The early symptoms of shingles may include fever, chills, headache, fatigue, sensitivity to light, and stomach upset. These are followed by localized symptoms, such as itching, tingling, or burning sensations in a specific skin area. Redness, a raised rash, and fluid-filled blisters then develop in that area. The affected skin can be painful, ranging from mild to severe.

Duration of the Outbreak

The entire course of a shingles outbreak can last three to five weeks. The rash usually goes through several stages, starting with a pre-rash phase characterized by pain and discomfort, followed by the appearance of the rash as a band or patch on one side of the body. The rash then progresses to fluid-filled blisters, which eventually dry out and form scabs before healing completely.
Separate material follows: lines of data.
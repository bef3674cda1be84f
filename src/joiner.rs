//! Flatten chapter paragraphs into display text.

use crate::model::ChapterContent;

/// Blank line between paragraphs.
pub const PARAGRAPH_SEPARATOR: &str = "\n\n";

/// Join paragraphs with [PARAGRAPH_SEPARATOR]. An empty chapter yields an empty string.
pub fn join_chapter_content(content: &ChapterContent) -> String {
    content.paragraphs().join(PARAGRAPH_SEPARATOR)
}

#[cfg(test)]
mod tests {
    use super::*;

    fn content(ps: &[&str]) -> ChapterContent {
        ChapterContent::new(ps.iter().map(|s| s.to_string()).collect())
    }

    #[test]
    fn empty_is_empty_string() {
        assert_eq!(join_chapter_content(&ChapterContent::default()), "");
    }

    #[test]
    fn single_paragraph_has_no_separator() {
        assert_eq!(join_chapter_content(&content(&["only"])), "only");
    }

    #[test]
    fn blank_line_between_paragraphs() {
        assert_eq!(join_chapter_content(&content(&["a", "b"])), "a\n\nb");
    }

    #[test]
    fn splitting_recovers_paragraphs() {
        let paragraphs = ["He opened the door.", "\"Who's there?\"", "Silence."];
        let joined = join_chapter_content(&content(&paragraphs));
        let split: Vec<&str> = joined.split(PARAGRAPH_SEPARATOR).collect();
        assert_eq!(split, paragraphs);
    }
}
//! sekaiscrape: list, read, and save novels from NeoSekai Translations.

pub mod cli;
pub mod config;
pub mod joiner;
pub mod model;
pub mod scraper;
pub mod writer;

// Re-exports for CLI and consumers.
pub use joiner::{join_chapter_content, PARAGRAPH_SEPARATOR};
pub use model::{ChapterContent, ChapterSummary, NovelInfo, NovelSummary};
pub use crate::scraper::{
    open_source, parse_service, FetchClient, FetchClientBuilder, NovelSource, ScraperError,
    Service,
};
pub use writer::{ChapterFormat, NovelWriter, WriteError, WriteOptions, WriteSummary};
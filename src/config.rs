//! Optional config file loading. Search order: ./sekaiscrape.toml, then
//! $XDG_CONFIG_HOME/sekaiscrape/config.toml (or ~/.config/sekaiscrape/config.toml).

use serde::Deserialize;
use std::path::{Path, PathBuf};

pub const LOCAL_CONFIG_FILE: &str = "sekaiscrape.toml";

/// Config file contents. All fields optional; only present keys override defaults.
#[derive(Debug, Default, Deserialize)]
#[serde(rename_all = "snake_case", default)]
pub struct Config {
    /// Base directory for `save` when --out-dir is not set. Relative to CWD.
    pub output_dir: Option<PathBuf>,
    /// HTTP User-Agent header.
    pub user_agent: Option<String>,
    /// Request timeout in seconds.
    pub timeout_secs: Option<u64>,
    /// Origin of the service, e.g. a mirror.
    pub base_url: Option<String>,
    /// Chapter file format for `save`: json (default) or text.
    pub chapter_format: Option<String>,
}

/// Read and parse one config file.
pub fn load_config_file(path: &Path) -> Result<Config, String> {
    let s = std::fs::read_to_string(path)
        .map_err(|e| format!("Cannot read config {}: {}", path.display(), e))?;
    toml::from_str(&s).map_err(|e| format!("Invalid config {}: {}", path.display(), e))
}

/// Search order: (1) ./sekaiscrape.toml, (2) $XDG_CONFIG_HOME/sekaiscrape/config.toml.
/// Missing file returns Ok(None). Invalid TOML or I/O error reading a present file returns Err.
pub fn load_config() -> Result<Option<Config>, String> {
    let cwd = std::env::current_dir()
        .map_err(|e| format!("Cannot determine current directory: {}", e))?;
    let mut paths = vec![cwd.join(LOCAL_CONFIG_FILE)];
    if let Some(d) = dirs::config_dir() {
        paths.push(d.join("sekaiscrape").join("config.toml"));
    }
    for path in &paths {
        if path.exists() {
            log::debug!("using config {}", path.display());
            return load_config_file(path).map(Some);
        }
    }
    Ok(None)
}

#[cfg(test)]
mod tests {
    use super::*;

    #[test]
    fn parse_empty_config() {
        let c: Config = toml::from_str("").unwrap();
        assert!(c.output_dir.is_none());
        assert!(c.user_agent.is_none());
        assert!(c.timeout_secs.is_none());
        assert!(c.base_url.is_none());
        assert!(c.chapter_format.is_none());
    }

    #[test]
    fn parse_full_config() {
        let s = r#"
            output_dir = "library"
            user_agent = "Custom/1.0"
            timeout_secs = 60
            base_url = "https://mirror.example.com"
            chapter_format = "text"
        "#;
        let c: Config = toml::from_str(s).unwrap();
        assert_eq!(c.output_dir.as_deref(), Some(Path::new("library")));
        assert_eq!(c.user_agent.as_deref(), Some("Custom/1.0"));
        assert_eq!(c.timeout_secs, Some(60));
        assert_eq!(c.base_url.as_deref(), Some("https://mirror.example.com"));
        assert_eq!(c.chapter_format.as_deref(), Some("text"));
    }

    #[test]
    fn parse_partial_config() {
        let c: Config = toml::from_str("timeout_secs = 5").unwrap();
        assert_eq!(c.timeout_secs, Some(5));
        assert!(c.output_dir.is_none());
    }

    #[test]
    fn invalid_toml_errors() {
        assert!(toml::from_str::<Config>("output_dir = [").is_err());
    }

    #[test]
    fn load_config_file_reports_path() {
        let dir = tempfile::tempdir().unwrap();
        let path = dir.path().join(LOCAL_CONFIG_FILE);
        std::fs::write(&path, "timeout_secs = \"soon\"").unwrap();
        let err = load_config_file(&path).unwrap_err();
        assert!(err.starts_with("Invalid config"));
        assert!(err.contains(LOCAL_CONFIG_FILE));
    }

    #[test]
    fn load_config_file_reads_values() {
        let dir = tempfile::tempdir().unwrap();
        let path = dir.path().join(LOCAL_CONFIG_FILE);
        std::fs::write(&path, "output_dir = \"out\"").unwrap();
        let c = load_config_file(&path).unwrap();
        assert_eq!(c.output_dir.as_deref(), Some(Path::new("out")));
    }
}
Contagiousness of Shingles

Shingles itself is not contagious, but the varicella-zoster virus can spread from a person with shingles to someone who has never had chickenpox or been vaccinated against it, leading to the development of chickenpox. The virus is transmitted through direct contact with the fluid from the shingles blisters. It is important to keep the rash covered and avoid contact with individuals who are susceptible to chickenpox, such as infants, pregnant women, and those with weakened immune systems.

Diagnosis and Tests

Shingles can be diagnosed based on the characteristic distribution of the rash on the body. In some cases, laboratory tests may be performed using scrapings or swabs of the blister fluid to confirm the presence of the varicella-zoster virus.

Management and Treatment

While there is no cure for shingles, various treatments can help manage the symptoms and reduce complications. Antiviral medications, such as acyclovir, famciclovir, and valacyclovir, are commonly prescribed to alleviate discomfort and speed up the healing process. Over-the-counter pain medications like acetaminophen and ibuprofen can be used to relieve pain. Antibacterial drugs may be prescribed if a bacterial infection develops in the shingles rash. In cases where the eyes or other facial areas are affected, anti-inflammatory medications like prednisone may be prescribed.

Complications of Shingles

One of the most common complications of shingles is postherpetic neuralgia (PHN), which is characterized by persistent nerve pain in the area where the shingles rash occurred. Other complications can include numbness, itching, bacterial infections of the rash, and inflammation of the eyes or ears if the rash is in proximity to these organs.

Prevention of Shingles

Vaccination is an effective way to prevent shingles and its complications. Two vaccines are available: Zostavax and Shingrix. Shingrix is the preferred vaccine recommended by medical experts and has shown to be more than 90% effective in preventing shingles and PHN. It is recommended for individuals aged 50 and older, even if they have had shingles before.

Dosage of Vaccine

Shingrix (recombinant zoster vaccine) 0.5ml should be administered to adults aged 50 years older as a two-dosage series, 2 to 6 months apart.

Zostavax (zoster vaccine live) 0.65ml is administered single dose in the deltoid region. 

Mild side effects were reported in one out of ten people post-immunization such as sore arm with mild to moderate pain and redness, and swelling at the injection site. Some patients even reported feeling tired, muscle pain, headache, shivering, fever, and stomach ache. 

The choice of the vaccine depends on availability and efficacy. The patient can choose after understanding the pro and cons. Always take the opinion of your treating doctor or your healthcare provider for more information.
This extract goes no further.